[Task brief] If a line in the data holds "DuplicateEmail", copy that line out in full.

-------- Supplied material

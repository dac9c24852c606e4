use async_trait::async_trait;
use chrono::Utc;
use thiserror::Error;
use tokio::sync::Mutex;
use uuid::Uuid;

use crate::models::{
    Booking, BookingRecord, BookingStatus, NewBooking, NewLocation, NewUser, TravelLocation, User,
};

#[derive(Debug, Error)]
pub enum StoreError {
    #[error("a user with email {0} already exists")]
    DuplicateEmail(String),
    #[error("travel location {0} does not exist")]
    UnknownLocation(Uuid),
    #[error("user {0} does not exist")]
    UnknownUser(Uuid),
}

/// Result of an owner cancelling one of their bookings.
#[derive(Debug)]
pub enum CancelOutcome {
    Cancelled(BookingRecord),
    AlreadyCancelled,
    /// No such booking, or it belongs to someone else.
    NotFound,
}

/// Persistence for users, travel locations and bookings.
///
/// Listings come back newest first. Booking reads are joined with the owning
/// user and the referenced location.
#[async_trait]
pub trait Store: Send + Sync {
    async fn create_user(&self, user: NewUser) -> Result<User, StoreError>;
    async fn find_user_by_email(&self, email: &str) -> Result<Option<User>, StoreError>;

    async fn create_location(&self, location: NewLocation) -> Result<TravelLocation, StoreError>;
    async fn find_location(&self, id: Uuid) -> Result<Option<TravelLocation>, StoreError>;
    async fn list_locations(&self) -> Result<Vec<TravelLocation>, StoreError>;
    /// Removes the location and every booking referencing it as one unit.
    /// Returns the number of bookings removed, or `None` if the location is
    /// unknown (in which case nothing is touched).
    async fn delete_location(&self, id: Uuid) -> Result<Option<usize>, StoreError>;

    async fn create_booking(&self, booking: NewBooking) -> Result<BookingRecord, StoreError>;
    /// All bookings, or only those owned by `owner`.
    async fn list_bookings(&self, owner: Option<Uuid>) -> Result<Vec<BookingRecord>, StoreError>;
    async fn set_booking_status(
        &self,
        id: Uuid,
        status: BookingStatus,
    ) -> Result<Option<BookingRecord>, StoreError>;
    /// Checks ownership and current status and writes the cancellation in
    /// one step, so two racing cancels cannot both succeed.
    async fn cancel_booking(&self, id: Uuid, owner: Uuid) -> Result<CancelOutcome, StoreError>;
}

#[derive(Default)]
struct Tables {
    users: Vec<User>,
    locations: Vec<TravelLocation>,
    bookings: Vec<Booking>,
}

impl Tables {
    fn join(&self, booking: &Booking) -> Result<BookingRecord, StoreError> {
        let user = self
            .users
            .iter()
            .find(|u| u.id == booking.user_id)
            .ok_or(StoreError::UnknownUser(booking.user_id))?;
        let location = self
            .locations
            .iter()
            .find(|l| l.id == booking.location_id)
            .ok_or(StoreError::UnknownLocation(booking.location_id))?;

        Ok(BookingRecord {
            booking: booking.clone(),
            user: user.clone(),
            location: location.clone(),
        })
    }
}

/// Newest first; among equal timestamps the later insertion wins.
fn newest_first<T: Clone>(rows: &[T], created_at: impl Fn(&T) -> chrono::DateTime<Utc>) -> Vec<T> {
    let mut out: Vec<T> = rows.iter().rev().cloned().collect();
    out.sort_by_key(|row| std::cmp::Reverse(created_at(row)));
    out
}

/// In-process store. A single lock guards all tables, so every operation,
/// including the cascading delete, is atomic with respect to the others.
#[derive(Default)]
pub struct MemoryStore {
    tables: Mutex<Tables>,
}

impl MemoryStore {
    pub fn new() -> Self {
        Self::default()
    }
}

#[async_trait]
impl Store for MemoryStore {
    async fn create_user(&self, user: NewUser) -> Result<User, StoreError> {
        let mut tables = self.tables.lock().await;
        if tables.users.iter().any(|u| u.email == user.email) {
            return Err(StoreError::DuplicateEmail(user.email));
        }

        let user = User {
            id: Uuid::new_v4(),
            username: user.username,
            email: user.email,
            password_hash: user.password_hash,
            role: user.role,
        };
        tables.users.push(user.clone());
        Ok(user)
    }

    async fn find_user_by_email(&self, email: &str) -> Result<Option<User>, StoreError> {
        let tables = self.tables.lock().await;
        Ok(tables.users.iter().find(|u| u.email == email).cloned())
    }

    async fn create_location(&self, location: NewLocation) -> Result<TravelLocation, StoreError> {
        let location = TravelLocation {
            id: Uuid::new_v4(),
            name: location.name,
            country: location.country,
            description: location.description,
            price: location.price,
            image_url: location.image_url,
            created_at: Utc::now(),
            admin_id: location.admin_id,
        };
        self.tables.lock().await.locations.push(location.clone());
        Ok(location)
    }

    async fn find_location(&self, id: Uuid) -> Result<Option<TravelLocation>, StoreError> {
        let tables = self.tables.lock().await;
        Ok(tables.locations.iter().find(|l| l.id == id).cloned())
    }

    async fn list_locations(&self) -> Result<Vec<TravelLocation>, StoreError> {
        let tables = self.tables.lock().await;
        Ok(newest_first(&tables.locations, |l| l.created_at))
    }

    async fn delete_location(&self, id: Uuid) -> Result<Option<usize>, StoreError> {
        let mut tables = self.tables.lock().await;
        let Some(index) = tables.locations.iter().position(|l| l.id == id) else {
            return Ok(None);
        };

        let before = tables.bookings.len();
        tables.bookings.retain(|b| b.location_id != id);
        let removed = before - tables.bookings.len();
        tables.locations.remove(index);
        Ok(Some(removed))
    }

    async fn create_booking(&self, booking: NewBooking) -> Result<BookingRecord, StoreError> {
        let mut tables = self.tables.lock().await;
        let booking = Booking {
            id: Uuid::new_v4(),
            user_id: booking.user_id,
            location_id: booking.location_id,
            check_in: booking.check_in,
            check_out: booking.check_out,
            guests: booking.guests,
            total_price: booking.total_price,
            status: BookingStatus::Pending,
            created_at: Utc::now(),
        };
        // Join before inserting so a dangling reference is never stored.
        let record = tables.join(&booking)?;
        tables.bookings.push(booking);
        Ok(record)
    }

    async fn list_bookings(&self, owner: Option<Uuid>) -> Result<Vec<BookingRecord>, StoreError> {
        let tables = self.tables.lock().await;
        let owned: Vec<Booking> = tables
            .bookings
            .iter()
            .filter(|b| owner.map_or(true, |id| b.user_id == id))
            .cloned()
            .collect();

        newest_first(&owned, |b| b.created_at)
            .iter()
            .map(|b| tables.join(b))
            .collect()
    }

    async fn set_booking_status(
        &self,
        id: Uuid,
        status: BookingStatus,
    ) -> Result<Option<BookingRecord>, StoreError> {
        let mut tables = self.tables.lock().await;
        let Some(booking) = tables.bookings.iter_mut().find(|b| b.id == id) else {
            return Ok(None);
        };
        booking.status = status;
        let booking = booking.clone();
        tables.join(&booking).map(Some)
    }

    async fn cancel_booking(&self, id: Uuid, owner: Uuid) -> Result<CancelOutcome, StoreError> {
        let mut tables = self.tables.lock().await;
        let Some(booking) = tables
            .bookings
            .iter_mut()
            .find(|b| b.id == id && b.user_id == owner)
        else {
            return Ok(CancelOutcome::NotFound);
        };
        if booking.status == BookingStatus::Cancelled {
            return Ok(CancelOutcome::AlreadyCancelled);
        }
        booking.status = BookingStatus::Cancelled;
        let booking = booking.clone();
        tables.join(&booking).map(CancelOutcome::Cancelled)
    }
}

----------------

[Exercise output]
    DuplicateEmail(String),
            return Err(StoreError::DuplicateEmail(user.email));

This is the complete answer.